**Exercise objective**
Please output each entry in the material beneath exactly as shown.

**Extracted information**
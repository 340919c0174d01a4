//! Matrix storage and the Gaussian-elimination family of consumers of the
//! instrumented arithmetic: determinants and linear solves, in plain,
//! dynamically improved (tape) and statically improved flavors.

pub mod dets;
pub mod gauss;
pub mod leqs;
pub mod matrix;

pub use matrix::Matrix;

use crate::error::Result;
use crate::numeric::{Interval, Real};
use crate::track::Tracked;

/// The arithmetic seam shared by plain intervals and tracked values, so
/// every elimination routine is written once. The `*_like` constructors
/// take a sibling entry so tracked constants land on the right tape.
pub trait Entry: Clone {
    fn one_like(&self) -> Self;
    fn zero_like(&self) -> Self;
    fn add(&self, rhs: &Self) -> Self;
    fn sub(&self, rhs: &Self) -> Self;
    fn mul(&self, rhs: &Self) -> Self;
    fn try_div(&self, rhs: &Self) -> Result<Self>;
    fn neg(&self) -> Self;
    fn contains_zero(&self) -> bool;
    fn abs_ubound(&self) -> Real;
}

impl Entry for Interval {
    fn one_like(&self) -> Self {
        Interval::from_i64(1)
    }
    fn zero_like(&self) -> Self {
        Interval::zero()
    }
    fn add(&self, rhs: &Self) -> Self {
        Interval::add(self, rhs)
    }
    fn sub(&self, rhs: &Self) -> Self {
        Interval::sub(self, rhs)
    }
    fn mul(&self, rhs: &Self) -> Self {
        Interval::mul(self, rhs)
    }
    fn try_div(&self, rhs: &Self) -> Result<Self> {
        Interval::try_div(self, rhs)
    }
    fn neg(&self) -> Self {
        Interval::neg(self)
    }
    fn contains_zero(&self) -> bool {
        Interval::contains_zero(self)
    }
    fn abs_ubound(&self) -> Real {
        Interval::abs_ubound(self)
    }
}

impl Entry for Tracked {
    fn one_like(&self) -> Self {
        Tracked::new(self.tape(), Interval::from_i64(1))
    }
    fn zero_like(&self) -> Self {
        Tracked::new(self.tape(), Interval::zero())
    }
    fn add(&self, rhs: &Self) -> Self {
        self + rhs
    }
    fn sub(&self, rhs: &Self) -> Self {
        self - rhs
    }
    fn mul(&self, rhs: &Self) -> Self {
        self * rhs
    }
    fn try_div(&self, rhs: &Self) -> Result<Self> {
        Tracked::try_div(self, rhs)
    }
    fn neg(&self) -> Self {
        -self
    }
    fn contains_zero(&self) -> bool {
        self.value().contains_zero()
    }
    fn abs_ubound(&self) -> Real {
        self.value().abs_ubound()
    }
}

**Written answer**
repository 340919c0174d01a4
//! Matrix storage and the Gaussian-elimination family of consumers of the
//! instrumented arithmetic: determinants and linear solves, in plain,
//! dynamically improved (tape) and statically improved flavors.

pub mod dets;
pub mod gauss;
pub mod leqs;
pub mod matrix;

pub use matrix::Matrix;

use crate::error::Result;
use crate::numeric::{Interval, Real};
use crate::track::Tracked;

/// The arithmetic seam shared by plain intervals and tracked values, so
/// every elimination routine is written once. The `*_like` constructors
/// take a sibling entry so tracked constants land on the right tape.
pub trait Entry: Clone {
    fn one_like(&self) -> Self;
    fn zero_like(&self) -> Self;
    fn add(&self, rhs: &Self) -> Self;
    fn sub(&self, rhs: &Self) -> Self;
    fn mul(&self, rhs: &Self) -> Self;
    fn try_div(&self, rhs: &Self) -> Result<Self>;
    fn neg(&self) -> Self;
    fn contains_zero(&self) -> bool;
    fn abs_ubound(&self) -> Real;
}

impl Entry for Interval {
    fn one_like(&self) -> Self {
        Interval::from_i64(1)
    }
    fn zero_like(&self) -> Self {
        Interval::zero()
    }
    fn add(&self, rhs: &Self) -> Self {
        Interval::add(self, rhs)
    }
    fn sub(&self, rhs: &Self) -> Self {
        Interval::sub(self, rhs)
    }
    fn mul(&self, rhs: &Self) -> Self {
        Interval::mul(self, rhs)
    }
    fn try_div(&self, rhs: &Self) -> Result<Self> {
        Interval::try_div(self, rhs)
    }
    fn neg(&self) -> Self {
        Interval::neg(self)
    }
    fn contains_zero(&self) -> bool {
        Interval::contains_zero(self)
    }
    fn abs_ubound(&self) -> Real {
        Interval::abs_ubound(self)
    }
}

impl Entry for Tracked {
    fn one_like(&self) -> Self {
        Tracked::new(self.tape(), Interval::from_i64(1))
    }
    fn zero_like(&self) -> Self {
        Tracked::new(self.tape(), Interval::zero())
    }
    fn add(&self, rhs: &Self) -> Self {
        self + rhs
    }
    fn sub(&self, rhs: &Self) -> Self {
        self - rhs
    }
    fn mul(&self, rhs: &Self) -> Self {
        self * rhs
    }
    fn try_div(&self, rhs: &Self) -> Result<Self> {
        Tracked::try_div(self, rhs)
    }
    fn neg(&self) -> Self {
        -self
    }
    fn contains_zero(&self) -> bool {
        self.value().contains_zero()
    }
    fn abs_ubound(&self) -> Real {
        self.value().abs_ubound()
    }
}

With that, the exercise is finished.